While holding down the CTRL key, drop a SpotLight into the scene. You will then automatically be looking through the light. If not, change your camera from no cam (or your custom camera), to Look Through Light in the drop down menu.
Before you can move the camera while looking through it, you have to enable the Lock camera/light to view button in the options box. When you are finished moving around your light, remember to disable this option.
Create 3 lights that are pure red, green and blue. Position them appropriately for proper light distribution. The default shader that will work best for this type of pass is the Basic Surface shader in the Material Palette, under the General shaders. In this material, reduce the Specular Intensity to zero and leave the other settings intact. Applying this material to your model and rendering should give you this basic pass.

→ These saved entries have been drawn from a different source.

use std::fmt;

use serde::{Deserialize, Serialize};

/// Canonical security identifier: ticker plus optional exchange code
/// (MIC-style, e.g. "XNAS").
///
/// Both components are trimmed and uppercased at construction, so two
/// symbols compare equal whenever their normalized (ticker, exchange)
/// pairs match. Displayed as `AAPL` or `AAPL:XNAS`.
#[derive(Debug, Clone, PartialEq, Eq, Hash, Serialize, Deserialize)]
pub struct Symbol {
    ticker: String,
    exchange: Option<String>,
}

impl Symbol {
    pub fn new(ticker: impl AsRef<str>) -> Self {
        Self {
            ticker: normalize(ticker.as_ref()),
            exchange: None,
        }
    }

    pub fn with_exchange(ticker: impl AsRef<str>, exchange: impl AsRef<str>) -> Self {
        let exchange = normalize(exchange.as_ref());
        Self {
            ticker: normalize(ticker.as_ref()),
            exchange: (!exchange.is_empty()).then_some(exchange),
        }
    }

    /// Parses `TICKER` or `TICKER:MIC`.
    pub fn parse(input: &str) -> Self {
        match input.split_once(':') {
            Some((ticker, exchange)) => Self::with_exchange(ticker, exchange),
            None => Self::new(input),
        }
    }

    pub fn ticker(&self) -> &str {
        &self.ticker
    }

    pub fn exchange(&self) -> Option<&str> {
        self.exchange.as_deref()
    }
}

fn normalize(raw: &str) -> String {
    raw.trim().to_uppercase()
}

impl fmt::Display for Symbol {
    fn fmt(&self, f: &mut fmt::Formatter<'_>) -> fmt::Result {
        match &self.exchange {
            Some(exchange) => write!(f, "{}:{}", self.ticker, exchange),
            None => write!(f, "{}", self.ticker),
        }
    }
}

impl From<&str> for Symbol {
    fn from(s: &str) -> Self {
        Self::parse(s)
    }
}
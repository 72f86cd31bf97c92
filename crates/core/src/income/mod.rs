//! Income projection.
//!
//! Pure aggregation over `IncomeRecorded` events: dividend and interest
//! totals grouped by symbol and by calendar month, kept per currency
//! unless the caller asks for normalization through a rate provider.

mod income_model;
mod income_service;

pub use income_model::{DateRange, IncomeReport, IncomeSummary, IncomeTotals};
pub use income_service::{
    summarize_income, summarize_income_in, IncomeService, IncomeServiceTrait,
};
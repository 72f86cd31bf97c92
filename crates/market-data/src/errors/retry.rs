/// Classification for retry policy.
///
/// Tells the caller how to respond to a provider error.
///
/// | Class | Retry same provider? | Try another source? |
/// |-------|---------------------|---------------------|
/// | `Never` | No | No |
/// | `WithBackoff` | Yes, after backing off | Yes |
/// | `NextProvider` | No | Yes |
#[derive(Clone, Copy, Debug, Eq, PartialEq)]
pub enum RetryClass {
    /// Never retry - bad symbol, validation error, cancellation, or another
    /// terminal failure. The request is fundamentally invalid and retrying
    /// won't help.
    Never,

    /// Transient failure (rate limit, timeout). Retrying the same provider
    /// after a backoff is reasonable.
    WithBackoff,

    /// This provider can't serve the request, but another source might.
    NextProvider,
}
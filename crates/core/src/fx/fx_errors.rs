use thiserror::Error;

#[derive(Error, Debug, Clone, PartialEq, Eq)]
pub enum FxError {
    /// No rate (direct or via cross rates) is known for the pair.
    #[error("Missing exchange rate {from}->{to}")]
    MissingExchangeRate { from: String, to: String },

    /// A supplied rate was unusable (zero, negative).
    #[error("Invalid exchange rate: {0}")]
    InvalidRate(String),
}
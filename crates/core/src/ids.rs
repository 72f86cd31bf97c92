//! Opaque identifiers for portfolios and investments.
//!
//! Both are 128-bit random (UUID v4) values assigned once at creation.
//! The newtypes keep the two id spaces from being mixed up at call sites.

use std::fmt;

use serde::{Deserialize, Serialize};
use uuid::Uuid;

/// Identity of a portfolio aggregate and its event stream.
#[derive(Debug, Clone, Copy, PartialEq, Eq, Hash, Serialize, Deserialize)]
pub struct PortfolioId(Uuid);

impl PortfolioId {
    pub fn new() -> Self {
        Self(Uuid::new_v4())
    }

    pub fn from_uuid(id: Uuid) -> Self {
        Self(id)
    }

    pub fn as_uuid(&self) -> &Uuid {
        &self.0
    }
}

impl Default for PortfolioId {
    fn default() -> Self {
        Self::new()
    }
}

impl fmt::Display for PortfolioId {
    fn fmt(&self, f: &mut fmt::Formatter<'_>) -> fmt::Result {
        write!(f, "{}", self.0)
    }
}

/// Identity of a single investment position within a portfolio.
#[derive(Debug, Clone, Copy, PartialEq, Eq, Hash, Serialize, Deserialize)]
pub struct InvestmentId(Uuid);

impl InvestmentId {
    pub fn new() -> Self {
        Self(Uuid::new_v4())
    }

    pub fn from_uuid(id: Uuid) -> Self {
        Self(id)
    }

    pub fn as_uuid(&self) -> &Uuid {
        &self.0
    }
}

impl Default for InvestmentId {
    fn default() -> Self {
        Self::new()
    }
}

impl fmt::Display for InvestmentId {
    fn fmt(&self, f: &mut fmt::Formatter<'_>) -> fmt::Result {
        write!(f, "{}", self.0)
    }
}

#[cfg(test)]
mod tests {
    use super::*;

    #[test]
    fn test_ids_are_unique() {
        assert_ne!(PortfolioId::new(), PortfolioId::new());
        assert_ne!(InvestmentId::new(), InvestmentId::new());
    }

    #[test]
    fn test_display_is_hyphenated_uuid() {
        let id = PortfolioId::new();
        let text = id.to_string();
        assert_eq!(text.len(), 36);
        assert_eq!(text.matches('-').count(), 4);
    }
}
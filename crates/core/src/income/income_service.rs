use std::sync::Arc;

use log::debug;

use super::income_model::{DateRange, IncomeReport, IncomeSummary};
use crate::errors::Result;
use crate::events::{DomainEvent, EventEnvelope, EventStore};
use crate::fx::{FxError, RateProvider};
use crate::ids::PortfolioId;

/// Pure fold of `IncomeRecorded` events into per-currency summaries.
///
/// Grouping uses the event's recorded date, never wall-clock processing
/// time. Currencies stay separate; nothing is converted here.
pub fn summarize_income<'a, I>(events: I, window: DateRange) -> IncomeReport
where
    I: IntoIterator<Item = &'a EventEnvelope>,
{
    let mut report = IncomeReport::new(window);
    for envelope in events {
        let DomainEvent::IncomeRecorded {
            symbol,
            kind,
            amount,
            date,
        } = &envelope.event
        else {
            continue;
        };
        if !window.contains(*date) {
            continue;
        }
        report
            .by_currency
            .entry(amount.currency().to_string())
            .or_insert_with(|| IncomeSummary::new(amount.currency()))
            .add_income(symbol, *kind, amount.amount(), *date);
    }
    report
}

/// Normalized variant: every amount is converted into `currency` at the
/// event's date before aggregation. A missing rate fails the whole fold -
/// partial conversions would silently distort the totals.
pub fn summarize_income_in<'a, I>(
    events: I,
    window: DateRange,
    currency: &str,
    rates: &dyn RateProvider,
) -> std::result::Result<IncomeSummary, FxError>
where
    I: IntoIterator<Item = &'a EventEnvelope>,
{
    let mut summary = IncomeSummary::new(currency.to_uppercase());
    for envelope in events {
        let DomainEvent::IncomeRecorded {
            symbol,
            kind,
            amount,
            date,
        } = &envelope.event
        else {
            continue;
        };
        if !window.contains(*date) {
            continue;
        }
        let converted = rates.convert(amount, &summary.currency, *date)?;
        summary.add_income(symbol, *kind, converted.amount(), *date);
    }
    Ok(summary)
}

pub trait IncomeServiceTrait: Send + Sync {
    /// Per-currency income summaries for one portfolio over a window.
    fn income_report(&self, portfolio_id: PortfolioId, window: DateRange) -> Result<IncomeReport>;

    /// Single-currency summary with all amounts converted.
    fn income_report_in(
        &self,
        portfolio_id: PortfolioId,
        window: DateRange,
        currency: &str,
    ) -> Result<IncomeSummary>;
}

/// Income projection over the persisted event log.
///
/// Runs on demand rather than on the live dispatch path: it reloads the
/// stream and folds, so it carries no state of its own.
pub struct IncomeService {
    event_store: Arc<dyn EventStore>,
    rates: Arc<dyn RateProvider>,
}

impl IncomeService {
    pub fn new(event_store: Arc<dyn EventStore>, rates: Arc<dyn RateProvider>) -> Self {
        Self { event_store, rates }
    }
}

impl IncomeServiceTrait for IncomeService {
    fn income_report(&self, portfolio_id: PortfolioId, window: DateRange) -> Result<IncomeReport> {
        debug!("Computing income report for portfolio {}", portfolio_id);
        let events = self.event_store.load_from(portfolio_id, 0)?;
        Ok(summarize_income(&events, window))
    }

    fn income_report_in(
        &self,
        portfolio_id: PortfolioId,
        window: DateRange,
        currency: &str,
    ) -> Result<IncomeSummary> {
        let events = self.event_store.load_from(portfolio_id, 0)?;
        Ok(summarize_income_in(
            &events,
            window,
            currency,
            self.rates.as_ref(),
        )?)
    }
}
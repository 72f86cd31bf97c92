//! Notification bridge.
//!
//! Thin adapter between projection results and the external notification
//! channel. Delivery is fire-and-forget: failures and timeouts are logged
//! and swallowed, never surfaced as domain failures.

mod notification_bridge;
mod notification_traits;

pub use notification_bridge::NotificationBridge;
pub use notification_traits::{MockNotifier, NoOpNotifier, Notifier};
//! Domain event types.

use chrono::{DateTime, NaiveDate, Utc};
use rust_decimal::Decimal;
use serde::{Deserialize, Serialize};

use crate::ids::{InvestmentId, PortfolioId};
use crate::money::Money;
use foliotrack_market_data::Symbol;

/// Income classification carried by [`DomainEvent::IncomeRecorded`].
#[derive(Debug, Clone, Copy, PartialEq, Eq, Hash, Serialize, Deserialize)]
#[serde(rename_all = "snake_case")]
pub enum IncomeKind {
    Dividend,
    Interest,
}

/// Immutable facts recorded in a portfolio's event stream.
///
/// Events describe what happened, never what should happen; command
/// validation lives upstream, and the aggregate re-checks its invariants on
/// apply. Prices are per unit throughout.
#[derive(Clone, Debug, PartialEq, Serialize, Deserialize)]
#[serde(tag = "type", rename_all = "snake_case")]
pub enum DomainEvent {
    /// A new position was opened.
    InvestmentAdded {
        investment_id: InvestmentId,
        symbol: Symbol,
        quantity: Decimal,
        purchase_price: Money,
        purchase_date: NaiveDate,
    },

    /// Additional shares were bought into an existing position. Cost basis
    /// becomes the weighted average of old and new shares.
    SharesBought {
        investment_id: InvestmentId,
        quantity: Decimal,
        price: Money,
        date: NaiveDate,
    },

    /// Shares were sold out of an existing position.
    SharesSold {
        investment_id: InvestmentId,
        quantity: Decimal,
        date: NaiveDate,
    },

    /// A position was closed and removed from the portfolio.
    InvestmentRemoved {
        investment_id: InvestmentId,
        date: NaiveDate,
    },

    /// A market price was observed for a symbol.
    PriceObserved {
        symbol: Symbol,
        price: Money,
        observed_at: DateTime<Utc>,
        source: String,
    },

    /// A dividend or interest payment was received.
    IncomeRecorded {
        symbol: Symbol,
        kind: IncomeKind,
        amount: Money,
        date: NaiveDate,
    },

    /// The portfolio was deleted. Tombstone: the aggregate accepts nothing
    /// after this, and projections drop their derived state.
    PortfolioDeleted { date: NaiveDate },
}

/// Variant tag used as the dispatcher routing key.
#[derive(Debug, Clone, Copy, PartialEq, Eq, Hash, Serialize, Deserialize)]
#[serde(rename_all = "snake_case")]
pub enum EventKind {
    InvestmentAdded,
    SharesBought,
    SharesSold,
    InvestmentRemoved,
    PriceObserved,
    IncomeRecorded,
    PortfolioDeleted,
}

impl EventKind {
    /// Every variant, for handlers that subscribe to the whole stream.
    pub const ALL: [EventKind; 7] = [
        EventKind::InvestmentAdded,
        EventKind::SharesBought,
        EventKind::SharesSold,
        EventKind::InvestmentRemoved,
        EventKind::PriceObserved,
        EventKind::IncomeRecorded,
        EventKind::PortfolioDeleted,
    ];
}

impl DomainEvent {
    pub fn kind(&self) -> EventKind {
        match self {
            Self::InvestmentAdded { .. } => EventKind::InvestmentAdded,
            Self::SharesBought { .. } => EventKind::SharesBought,
            Self::SharesSold { .. } => EventKind::SharesSold,
            Self::InvestmentRemoved { .. } => EventKind::InvestmentRemoved,
            Self::PriceObserved { .. } => EventKind::PriceObserved,
            Self::IncomeRecorded { .. } => EventKind::IncomeRecorded,
            Self::PortfolioDeleted { .. } => EventKind::PortfolioDeleted,
        }
    }

    /// Creates an InvestmentAdded event.
    pub fn investment_added(
        investment_id: InvestmentId,
        symbol: Symbol,
        quantity: Decimal,
        purchase_price: Money,
        purchase_date: NaiveDate,
    ) -> Self {
        Self::InvestmentAdded {
            investment_id,
            symbol,
            quantity,
            purchase_price,
            purchase_date,
        }
    }

    /// Creates a SharesBought event.
    pub fn shares_bought(
        investment_id: InvestmentId,
        quantity: Decimal,
        price: Money,
        date: NaiveDate,
    ) -> Self {
        Self::SharesBought {
            investment_id,
            quantity,
            price,
            date,
        }
    }

    /// Creates a SharesSold event.
    pub fn shares_sold(investment_id: InvestmentId, quantity: Decimal, date: NaiveDate) -> Self {
        Self::SharesSold {
            investment_id,
            quantity,
            date,
        }
    }

    /// Creates an InvestmentRemoved event.
    pub fn investment_removed(investment_id: InvestmentId, date: NaiveDate) -> Self {
        Self::InvestmentRemoved {
            investment_id,
            date,
        }
    }

    /// Creates a PriceObserved event.
    pub fn price_observed(
        symbol: Symbol,
        price: Money,
        observed_at: DateTime<Utc>,
        source: impl Into<String>,
    ) -> Self {
        Self::PriceObserved {
            symbol,
            price,
            observed_at,
            source: source.into(),
        }
    }

    /// Creates an IncomeRecorded event.
    pub fn income_recorded(
        symbol: Symbol,
        kind: IncomeKind,
        amount: Money,
        date: NaiveDate,
    ) -> Self {
        Self::IncomeRecorded {
            symbol,
            kind,
            amount,
            date,
        }
    }

    /// Creates a PortfolioDeleted event.
    pub fn portfolio_deleted(date: NaiveDate) -> Self {
        Self::PortfolioDeleted { date }
    }
}

/// A domain event as it exists in the log: payload plus stream position.
///
/// `sequence` is monotonically increasing per portfolio and is the
/// idempotency key for aggregates and projections alike. Envelopes are
/// immutable once appended.
#[derive(Clone, Debug, PartialEq, Serialize, Deserialize)]
pub struct EventEnvelope {
    pub portfolio_id: PortfolioId,
    pub sequence: u64,
    pub recorded_at: DateTime<Utc>,
    pub event: DomainEvent,
}

impl EventEnvelope {
    pub fn new(
        portfolio_id: PortfolioId,
        sequence: u64,
        recorded_at: DateTime<Utc>,
        event: DomainEvent,
    ) -> Self {
        Self {
            portfolio_id,
            sequence,
            recorded_at,
            event,
        }
    }

    pub fn kind(&self) -> EventKind {
        self.event.kind()
    }
}

#[cfg(test)]
mod tests {
    use super::*;
    use chrono::TimeZone;
    use rust_decimal_macros::dec;

    #[test]
    fn test_domain_event_serialization() {
        let event = DomainEvent::investment_added(
            InvestmentId::new(),
            Symbol::parse("AAPL:XNAS"),
            dec!(10),
            Money::new(dec!(150), "USD").unwrap(),
            NaiveDate::from_ymd_opt(2024, 1, 15).unwrap(),
        );

        let json = serde_json::to_string(&event).unwrap();
        assert!(json.contains("\"type\":\"investment_added\""));

        let deserialized: DomainEvent = serde_json::from_str(&json).unwrap();
        assert_eq!(deserialized, event);
    }

    #[test]
    fn test_envelope_round_trip_keeps_sequence() {
        let envelope = EventEnvelope::new(
            PortfolioId::new(),
            42,
            Utc.with_ymd_and_hms(2024, 3, 15, 12, 0, 0).unwrap(),
            DomainEvent::income_recorded(
                Symbol::new("AAPL"),
                IncomeKind::Dividend,
                Money::new(dec!(5), "USD").unwrap(),
                NaiveDate::from_ymd_opt(2024, 3, 15).unwrap(),
            ),
        );

        let json = serde_json::to_string(&envelope).unwrap();
        let back: EventEnvelope = serde_json::from_str(&json).unwrap();
        assert_eq!(back.sequence, 42);
        assert_eq!(back, envelope);
    }

    #[test]
    fn test_kind_matches_variant() {
        let event = DomainEvent::portfolio_deleted(NaiveDate::from_ymd_opt(2024, 6, 1).unwrap());
        assert_eq!(event.kind(), EventKind::PortfolioDeleted);
        assert!(EventKind::ALL.contains(&event.kind()));
    }
}
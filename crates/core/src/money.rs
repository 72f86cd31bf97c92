//! Money as an amount paired with its currency.
//!
//! Arithmetic across currencies is rejected rather than converted: the core
//! is conversion-policy-agnostic, and anything that needs a cross-currency
//! sum goes through an explicit [`crate::fx::RateProvider`].

use std::fmt;

use rust_decimal::Decimal;
use serde::{Deserialize, Serialize};
use thiserror::Error;

#[derive(Error, Debug, PartialEq, Eq)]
pub enum MoneyError {
    #[error("Currency mismatch: {left} vs {right}")]
    CurrencyMismatch { left: String, right: String },

    #[error("Invalid currency code: '{0}'")]
    InvalidCurrency(String),
}

/// An amount of a single currency.
///
/// The currency code is normalized (trimmed, uppercased) and must be a
/// three-letter ISO-4217-style code.
#[derive(Debug, Clone, PartialEq, Eq, Serialize, Deserialize)]
pub struct Money {
    amount: Decimal,
    currency: String,
}

impl Money {
    pub fn new(amount: Decimal, currency: impl AsRef<str>) -> Result<Self, MoneyError> {
        let code = currency.as_ref().trim().to_uppercase();
        if code.len() != 3 || !code.chars().all(|c| c.is_ascii_alphabetic()) {
            return Err(MoneyError::InvalidCurrency(currency.as_ref().to_string()));
        }
        Ok(Self {
            amount,
            currency: code,
        })
    }

    pub fn zero(currency: impl AsRef<str>) -> Result<Self, MoneyError> {
        Self::new(Decimal::ZERO, currency)
    }

    pub fn amount(&self) -> Decimal {
        self.amount
    }

    pub fn currency(&self) -> &str {
        &self.currency
    }

    pub fn is_zero(&self) -> bool {
        self.amount.is_zero()
    }

    /// Same-currency addition. Differing currencies are a [`MoneyError`],
    /// never an implicit conversion.
    pub fn checked_add(&self, other: &Money) -> Result<Money, MoneyError> {
        self.ensure_same_currency(other)?;
        Ok(Money {
            amount: self.amount + other.amount,
            currency: self.currency.clone(),
        })
    }

    /// Same-currency subtraction.
    pub fn checked_sub(&self, other: &Money) -> Result<Money, MoneyError> {
        self.ensure_same_currency(other)?;
        Ok(Money {
            amount: self.amount - other.amount,
            currency: self.currency.clone(),
        })
    }

    /// Scaling by a dimensionless factor (quantity, rate) keeps the currency.
    pub fn scale(&self, factor: Decimal) -> Money {
        Money {
            amount: self.amount * factor,
            currency: self.currency.clone(),
        }
    }

    /// Replaces the amount, keeping the currency.
    pub fn with_amount(&self, amount: Decimal) -> Money {
        Money {
            amount,
            currency: self.currency.clone(),
        }
    }

    pub fn round_dp(&self, dp: u32) -> Money {
        Money {
            amount: self.amount.round_dp(dp),
            currency: self.currency.clone(),
        }
    }

    fn ensure_same_currency(&self, other: &Money) -> Result<(), MoneyError> {
        if self.currency != other.currency {
            return Err(MoneyError::CurrencyMismatch {
                left: self.currency.clone(),
                right: other.currency.clone(),
            });
        }
        Ok(())
    }
}

impl fmt::Display for Money {
    fn fmt(&self, f: &mut fmt::Formatter<'_>) -> fmt::Result {
        write!(f, "{} {}", self.amount, self.currency)
    }
}
impl ValuationService {
    pub fn new(
        market_data: Arc<dyn MarketDataProvider>,
        rates: Arc<dyn RateProvider>,
        price_cache: Arc<PriceCache>,
        config: ValuationConfig,
    ) -> Self {
        Self {
            market_data,
            rates,
            price_cache,
            positions: DashMap::new(),
            symbol_index: DashMap::new(),
            valuations: DashMap::new(),
            config,
        }
    }

    /// Folds the envelope into the positions view. Purely synchronous; all
    /// awaiting happens after every map guard is released.
    fn apply_to_view(&self, envelope: &EventEnvelope) -> Action {
        let portfolio_id = envelope.portfolio_id;
        let mut view = self.positions.entry(portfolio_id).or_default();

        // Watermark check: at-least-once delivery must not double-apply.
        if envelope.sequence <= view.last_sequence {
            debug!(
                "Valuation projection already past portfolio {} seq {} (watermark {}), skipping",
                portfolio_id, envelope.sequence, view.last_sequence
            );
            return Action::Nothing;
        }
        view.last_sequence = envelope.sequence;

        match &envelope.event {
            DomainEvent::InvestmentAdded {
                investment_id,
                symbol,
                quantity,
                purchase_price,
                ..
            } => {
                view.holdings.insert(
                    *investment_id,
                    PositionEntry {
                        symbol: symbol.clone(),
                        quantity: *quantity,
                        unit_cost: purchase_price.clone(),
                    },
                );
                let symbol = symbol.clone();
                drop(view);
                self.symbol_index
                    .entry(symbol)
                    .or_default()
                    .insert(portfolio_id);
                Action::RefreshPortfolio
            }

            DomainEvent::SharesBought {
                investment_id,
                quantity,
                price,
                ..
            } => {
                if let Some(entry) = view.holdings.get_mut(investment_id) {
                    let total_quantity = entry.quantity + *quantity;
                    let total_cost =
                        entry.unit_cost.amount() * entry.quantity + price.amount() * *quantity;
                    if !total_quantity.is_zero() {
                        entry.unit_cost = entry.unit_cost.with_amount(total_cost / total_quantity);
                    }
                    entry.quantity = total_quantity;
                }
                Action::RefreshPortfolio
            }

            DomainEvent::SharesSold {
                investment_id,
                quantity,
                ..
            } => {
                if let Some(entry) = view.holdings.get_mut(investment_id) {
                    // The aggregate already rejected oversells; saturate
                    // rather than go negative on a filtered stream.
                    entry.quantity = (entry.quantity - *quantity).max(Decimal::ZERO);
                }
                Action::RefreshPortfolio
            }

            DomainEvent::InvestmentRemoved { investment_id, .. } => {
                let removed = view.holdings.remove(investment_id);
                let symbol_still_held = removed.as_ref().map(|entry| {
                    view.holdings
                        .values()
                        .any(|other| other.symbol == entry.symbol)
                });
                drop(view);
                if let (Some(entry), Some(false)) = (removed, symbol_still_held) {
                    if let Some(mut portfolios) = self.symbol_index.get_mut(&entry.symbol) {
                        portfolios.remove(&portfolio_id);
                    }
                }
                Action::RefreshPortfolio
            }

            DomainEvent::PriceObserved {
                symbol,
                price,
                observed_at,
                source,
            } => {
                drop(view);
                let accepted = self.price_cache.observe(
                    symbol.clone(),
                    CachedPrice {
                        price: price.clone(),
                        observed_at: *observed_at,
                        source: source.clone(),
                    },
                );
                if accepted {
                    Action::RefreshSymbol(symbol.clone())
                } else {
                    // Older than the cached observation: discarded.
                    debug!("Discarded stale price observation for {}", symbol);
                    Action::Nothing
                }
            }

            // Income does not affect market value.
            DomainEvent::IncomeRecorded { .. } => Action::Nothing,

            DomainEvent::PortfolioDeleted { .. } => {
                drop(view);
                self.tombstone(portfolio_id);
                Action::Nothing
            }
        }
    }

    /// Drops every piece of derived state for a deleted portfolio.
    fn tombstone(&self, portfolio_id: PortfolioId) {
        self.positions.remove(&portfolio_id);
        self.valuations.remove(&portfolio_id);
        self.symbol_index.retain(|_, portfolios| {
            portfolios.remove(&portfolio_id);
            !portfolios.is_empty()
        });
    }

    /// Price for one symbol: fresh cache entry, else provider, else the
    /// best fallback available. Never fails; problems become warnings.
    async fn resolve_price(
        &self,
        symbol: &Symbol,
        unit_cost: &Money,
        now: DateTime<Utc>,
        warnings: &mut Vec<ValuationWarning>,
        cancel: &mut CancellationToken,
    ) -> Option<(Money, Option<DateTime<Utc>>)> {
        let cached = self.price_cache.get(symbol);
        if let Some(cached) = &cached {
            if self.price_cache.is_fresh(symbol, self.config.price_max_age, now) {
                return Some((cached.price.clone(), Some(cached.observed_at)));
            }
        }

        match self.fetch_quote(symbol, cancel).await {
            Ok(quote) => match Money::new(quote.price, &quote.currency) {
                Ok(price) => {
                    self.price_cache.observe(
                        symbol.clone(),
                        CachedPrice {
                            price: price.clone(),
                            observed_at: quote.timestamp,
                            source: quote.source,
                        },
                    );
                    // The cache may hold something even newer; use whatever
                    // won.
                    let current = self.price_cache.get(symbol);
                    match current {
                        Some(current) => Some((current.price, Some(current.observed_at))),
                        None => Some((price, Some(quote.timestamp))),
                    }
                }
                Err(e) => {
                    warn!("Provider quote for {} unusable: {}", symbol, e);
                    warnings.push(ValuationWarning::PriceLookupFailed {
                        symbol: symbol.clone(),
                        reason: e.to_string(),
                    });
                    Some((unit_cost.clone(), None))
                }
            },
            Err(MarketDataError::Cancelled) => None,
            Err(e) => {
                warn!("Price lookup failed for {}: {}", symbol, e);
                match cached {
                    Some(cached) => {
                        warnings.push(ValuationWarning::StalePrice {
                            symbol: symbol.clone(),
                            observed_at: cached.observed_at,
                        });
                        Some((cached.price, Some(cached.observed_at)))
                    }
                    None => {
                        warnings.push(ValuationWarning::PriceLookupFailed {
                            symbol: symbol.clone(),
                            reason: e.to_string(),
                        });
                        Some((unit_cost.clone(), None))
                    }
                }
            }
        }
    }

    /// One provider call, bounded by the configured timeout and the
    /// caller's cancellation token.
    async fn fetch_quote(
        &self,
        symbol: &Symbol,
        cancel: &mut CancellationToken,
    ) -> std::result::Result<Quote, MarketDataError> {
        let lookup = tokio::time::timeout(
            self.config.lookup_timeout,
            self.market_data.get_latest_quote(symbol),
        );
        tokio::select! {
            _ = cancel.cancelled() => Err(MarketDataError::Cancelled),
            outcome = lookup => match outcome {
                Ok(result) => result,
                Err(_) => Err(MarketDataError::Timeout {
                    provider: self.market_data.id().to_string(),
                }),
            },
        }
    }

    async fn compute(
        &self,
        portfolio_id: PortfolioId,
        view: &PositionsView,
        currency: &str,
        cancel: &mut CancellationToken,
    ) -> Result<Computed> {
        // Validates the requested currency code up front.
        let zero = Money::zero(currency).map_err(crate::errors::Error::Money)?;
        let currency = zero.currency().to_string();

        let calculated_at = Utc::now();
        let mut warnings = Vec::new();
        let mut holdings = Vec::new();
        let mut total = Decimal::zero();

        for (investment_id, entry) in &view.holdings {
            if cancel.is_cancelled() {
                return Ok(Computed::Cancelled);
            }

            let Some((price, priced_at)) = self
                .resolve_price(&entry.symbol, &entry.unit_cost, calculated_at, &mut warnings, cancel)
                .await
            else {
                return Ok(Computed::Cancelled);
            };

            let market_value = price.scale(entry.quantity);
            let converted_value = if price.currency() == currency {
                Some(market_value.amount())
            } else {
                match self.rates.get_rate(
                    price.currency(),
                    &currency,
                    calculated_at.date_naive(),
                ) {
                    Ok(rate) => Some(market_value.amount() * rate),
                    Err(e) => {
                        warn!(
                            "No exchange rate for portfolio {} holding {}: {}",
                            portfolio_id, entry.symbol, e
                        );
                        warnings.push(ValuationWarning::MissingExchangeRate {
                            from: price.currency().to_string(),
                            to: currency.clone(),
                        });
                        None
                    }
                }
            };

            if let Some(value) = converted_value {
                total += value;
            }

            holdings.push(HoldingValuation {
                investment_id: *investment_id,
                symbol: entry.symbol.clone(),
                quantity: entry.quantity,
                price,
                market_value,
                converted_value,
                priced_at,
            });
        }

        // HashMap iteration order is arbitrary; keep the output stable.
        holdings.sort_by(|a, b| {
            (a.symbol.to_string(), a.investment_id.to_string())
                .cmp(&(b.symbol.to_string(), b.investment_id.to_string()))
        });

        Ok(Computed::Value(PortfolioValuation {
            portfolio_id,
            currency,
            total_value: total.round_dp(DECIMAL_PRECISION),
            holdings,
            warnings,
            last_sequence: view.last_sequence,
            calculated_at,
        }))
    }
}
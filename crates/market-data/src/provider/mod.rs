//! Market data provider contract.

mod traits;

pub use traits::MarketDataProvider;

With this pass, you can extract the Red, Green or Blue channels separately in Nuke and manipulate them to suit your lighting needs.
Custom Diffuse Shader
Go to the SHOP context and drop a new Material node using the TAB menu. Enter it and drop a VOP VEX Surface node, connecting it to the suboutput ndoe. Enter the VOP VEX Surface node, hit TAB and drop down a lambert node. From the Global Variables, connect the Cf to the diff of the lambert. Connect the clr output of the lambert to the Cf input of the Output Variables node. Here is the network model for the most basic diffuse lighting shader:
There is really just one parameter on the Lambertian model that the artist needs access to on the Shader level: Diffuse Intensity. If you middle-click on the dark green Kd box and select Create Parameter node, one will automatically be created and be connected to the lambert. You can now just go back to the SHOP level, right click on the material, and choose Promote Material Parameters. Constructing a custom specular shader is very similar. If you are using houdini’s default basic surface, you can reduce the Lambert Intensity and Ambient Intensity to zero while increasing the Specular Intensity to 1. Alternatively, you can go into your custom lambert shader and replace the lambert node with a Specular VEX node:
Important parameters of this node that needs to be directly accessible to the artist include Specular Intensity (Ks), U Roughness (urough), and Specular Type (specType).